Experimental study of flow resistance in the presence of rigid vegetation and its prediction with intelligent models

Document Type : Research Paper

Authors

1 Depratment of Irrigation and Reclamation Engineering, University College of Agriculture and Natural Resources, University of Tehran, Karaj, Iran

2 Department of Water Science and Engineering, Arak University, Arak, Iran

Abstract

Determining the resistance coefficients and reducing the uncertainty in selecting this parameter is one of the most essential factors in achieving the flow characteristics in rivers and open channels. Therefore, the appropriate selection of roughness coefficient in different conditions, such as vegetation, has been one of the important research topics.

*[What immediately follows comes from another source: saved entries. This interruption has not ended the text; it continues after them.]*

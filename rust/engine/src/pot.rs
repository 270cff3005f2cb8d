//! The single heads-up pot and its settlement helpers.

use serde::{Deserialize, Serialize};

use crate::player::Seat;

/// Aggregate chips in the middle. Heads-up play never needs side pots: the
/// only asymmetric case, an uncalled overbet against an all-in, is settled by
/// [`settle_overbet`] returning the excess.
#[derive(Debug, Clone, Copy, Default, PartialEq, Eq, Serialize, Deserialize)]
pub struct Pot {
    total: u32,
}

impl Pot {
    pub fn new() -> Self {
        Self::default()
    }

    pub fn total(&self) -> u32 {
        self.total
    }

    pub(crate) fn add(&mut self, amount: u32) {
        self.total += amount;
    }

    pub(crate) fn remove(&mut self, amount: u32) {
        debug_assert!(amount <= self.total, "pot underflow");
        self.total -= amount;
    }
}

/// Chips handed back to a seat whose street commitment exceeded the opponent's.
#[derive(Debug, Clone, Copy, PartialEq, Eq, Serialize, Deserialize)]
pub struct Refund {
    pub seat: usize,
    pub amount: u32,
}

/// When either seat is all-in, returns the unmatched part of the larger street
/// commitment to its owner and takes it back out of the pot.
///
/// Returns `None` when nobody is all-in or the commitments are already equal.
pub fn settle_overbet(seats: &mut [Seat; 2], pot: &mut Pot) -> Option<Refund> {
    if !seats.iter().any(Seat::is_all_in) {
        return None;
    }
    let (b0, b1) = (seats[0].current_bet(), seats[1].current_bet());
    let (seat, amount) = match b0.cmp(&b1) {
        std::cmp::Ordering::Equal => return None,
        std::cmp::Ordering::Greater => (0, b0 - b1),
        std::cmp::Ordering::Less => (1, b1 - b0),
    };
    seats[seat].refund(amount);
    pot.remove(amount);
    Some(Refund { seat, amount })
}

/// Splits a tied pot. The odd chip, if any, goes to `odd_chip_seat`.
pub fn split_pot(total: u32, odd_chip_seat: usize) -> [u32; 2] {
    let half = total / 2;
    let mut shares = [half, half];
    shares[odd_chip_seat] += total % 2;
    shares
}
//! `sim`: play a match between two agents and record every hand.
//!
//! With `--output DIR` three files are written:
//!
//! - `hands.jsonl`: one [`HandRecord`] per line
//! - `training_data.csv`: header `v0..v300,result`, then one row per seat per
//!   hand holding the encoded final state from that seat's perspective and its
//!   net chip result
//! - `gamelog.txt`: the same hands in human-readable form
//!
//! # Environment Variables
//!
//! - `HULHE_SIM_BREAK_AFTER`: stop after N hands as if interrupted (exit 130)

use std::fs::File;
use std::io::{BufWriter, Write};
use std::path::{Path, PathBuf};

use hulhe_ai::encoder::{STATE_DIM, encode_state};
use hulhe_ai::{AGENT_NAMES, Agent, create_agent, play_hand};
use hulhe_engine::engine::Engine;
use hulhe_engine::logger::{HandLogger, HandRecord};
use hulhe_engine::rules::StackMode;
use hulhe_engine::state::TableState;

use crate::config::{self, StackModeSetting};
use crate::error::CliError;
use crate::formatters::write_hand_log;
use crate::ui;

#[derive(Debug, Clone)]
pub struct SimOptions {
    pub hands: u64,
    pub seed: Option<u64>,
    /// `"a,b"` or a single name used for both seats
    pub agents: String,
    pub stack_mode: Option<StackModeSetting>,
    pub output: Option<String>,
}

/// Output files of one run.
struct SimSinks {
    logger: HandLogger,
    csv: BufWriter<File>,
    gamelog: BufWriter<File>,
}

impl SimSinks {
    fn create(dir: &Path) -> Result<Self, CliError> {
        std::fs::create_dir_all(dir)?;
        let logger = HandLogger::create(dir.join("hands.jsonl"))?;
        let mut csv = BufWriter::new(File::create(dir.join("training_data.csv"))?);
        let header: Vec<String> = (0..STATE_DIM).map(|i| format!("v{i}")).collect();
        writeln!(csv, "{},result", header.join(","))?;
        let gamelog = BufWriter::new(File::create(dir.join("gamelog.txt"))?);
        Ok(Self {
            logger,
            csv,
            gamelog,
        })
    }

    fn record(
        &mut self,
        hand_no: u64,
        state: &TableState,
        seed: u64,
        meta: &serde_json::Value,
        total_stack: u32,
    ) -> Result<(), CliError> {
        let id = self.logger.next_id();
        let mut rec = HandRecord::from_state(id, Some(seed), state)
            .ok_or_else(|| CliError::Engine("hand ended without a result".into()))?;
        rec.meta = Some(meta.clone());
        self.logger.write(&rec)?;
        write_hand_log(&mut self.gamelog, hand_no, &rec)?;

        for seat in 0..2 {
            let row: Vec<String> = encode_state(state, seat, total_stack)
                .iter()
                .map(|x| x.to_string())
                .collect();
            writeln!(self.csv, "{},{}", row.join(","), rec.result.net[seat])?;
        }
        Ok(())
    }

    fn flush(&mut self) -> Result<(), CliError> {
        self.logger.flush()?;
        self.csv.flush()?;
        self.gamelog.flush()?;
        Ok(())
    }
}

fn parse_agents(list: &str, seed: u64) -> Result<[Box<dyn Agent>; 2], CliError> {
    let names: Vec<&str> = list.split(',').map(str::trim).collect();
    let (a, b) = match names.as_slice() {
        [one] => (*one, *one),
        [a, b] => (*a, *b),
        _ => {
            return Err(CliError::InvalidInput(format!(
                "--agents takes one or two names, got '{list}'"
            )));
        }
    };
    let make = |name: &str, offset: u64| {
        create_agent(name, seed.wrapping_add(offset)).ok_or_else(|| {
            CliError::InvalidInput(format!(
                "unknown agent '{name}' (expected one of: {})",
                AGENT_NAMES.join(", ")
            ))
        })
    };
    Ok([make(a, 1)?, make(b, 2)?])
}

pub fn handle_sim_command(
    opts: SimOptions,
    out: &mut dyn Write,
    err: &mut dyn Write,
) -> Result<(), CliError> {
    if opts.hands == 0 {
        return Err(CliError::InvalidInput("hands must be >= 1".to_string()));
    }
    let cfg = config::load()?;
    let seed = opts.seed.or(cfg.seed).unwrap_or_else(rand::random);
    let mode_setting = opts.stack_mode.unwrap_or(cfg.stack_mode);
    let mode = StackMode::from(mode_setting);
    let table = cfg.table();

    let mut agents = parse_agents(&opts.agents, seed)?;
    let mut engine = Engine::new(table, seed)?;
    let meta = serde_json::json!({
        "agents": [agents[0].name(), agents[1].name()],
        "stack_mode": mode_setting,
    });

    let output_dir = opts.output.as_ref().map(PathBuf::from);
    let mut sinks = match &output_dir {
        Some(dir) => Some(SimSinks::create(dir)?),
        None => {
            ui::display_warning(err, "no --output given; hands will not be recorded")?;
            None
        }
    };

    let break_after = std::env::var("HULHE_SIM_BREAK_AFTER")
        .ok()
        .and_then(|v| v.parse::<u64>().ok());

    tracing::info!(hands = opts.hands, seed, agents = %opts.agents, mode = ?mode_setting, "simulation started");

    let mut played = 0u64;
    let mut interrupted = false;
    while played < opts.hands {
        if break_after.is_some_and(|n| played >= n) {
            interrupted = true;
            break;
        }
        if mode == StackMode::CarryOver
            && played > 0
            && engine.seats().iter().any(|s| s.stack() == 0)
        {
            writeln!(out, "Match over after {played} hands")?;
            break;
        }

        let state = play_hand(&mut engine, mode, &mut agents)?;
        played += 1;
        if let Some(s) = sinks.as_mut() {
            s.record(played, &state, seed, &meta, table.total_stack)?;
        }
    }

    if let Some(s) = sinks.as_mut() {
        s.flush()?;
    }
    tracing::info!(played, "simulation finished");

    if interrupted {
        writeln!(out, "Interrupted: saved {}/{}", played, opts.hands)?;
        return Err(CliError::Interrupted(format!(
            "stopped after {} of {} hands",
            played, opts.hands
        )));
    }

    writeln!(out, "Simulated: {} hands", played)?;
    if let Some(dir) = &output_dir {
        writeln!(out, "Output: {}", dir.display())?;
    }
    Ok(())
}

#[cfg(test)]
mod tests {
    use super::*;

    #[test]
    fn one_name_seats_both_agents() {
        let agents = parse_agents("passive", 1).unwrap();
        assert_eq!(agents[0].name(), "PassiveAgent");
        assert_eq!(agents[1].name(), "PassiveAgent");
    }

    #[test]
    fn unknown_or_extra_agents_are_rejected() {
        assert!(matches!(parse_agents("random,oracle", 1), Err(CliError::InvalidInput(_))));
        assert!(matches!(parse_agents("a,b,c", 1), Err(CliError::InvalidInput(_))));
    }
}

This research first determined the Manning’s roughness coefficient in a laboratory flume with different vegetation arrangements. Then, the ability of five intelligent models, including GMDH, ANN-RBF, RT, ANFIS, and ANFIS-PSO, to predict the Manning’s roughness coefficient was evaluated. The models were coded in the MATLAB software. Due to the creation of a gradually varied flow in the laboratory flume, the water level profile obtained through Euler's method was compared with the experimental values. The results showed an acceptable agreement between the experimental water level profiles and the estimates made by Euler's method. The evaluation of the results based on the statistics showed that the ANFIS-PSO model performs better than other models in predicting the Manning’s coefficient. Hence, the results of this model are RMSE=0.0096, R2=0.9984 and KGE=0.9922 in the training phase and RMSE=0.0099, R2= 0.9982 and KGE=0.9873 in the test phase. The ANN-RBF, GMDH, ANFIS, and RT models are in the next ranks. By evaluating the results of different combinations in modeling, it was found that three parameters of vegetation density (D), vegetation arrangement (N) and Reynolds number (Re) had, respectively, significant effect in estimating the correct results.

Keywords

Main Subjects


Experimental study of flow resistance in the presence of rigid vegetation and its prediction with intelligent models

EXTENDED ABSTRACT

 

Introduction

The presence of vegetation in rivers and waterways is one of the main factors that increases the roughness coefficient, therefore, it should be considered in the designs. Research related to vegetation in waterways has often been conducted with the assumption of uniform flow conditions (Zhang et al., 2019). In addition, limited research has been done on different types of vegetation. Therefore, it is necessary to investigate Manning's coefficient in the presence of vegetation under gradually varied flow conditions.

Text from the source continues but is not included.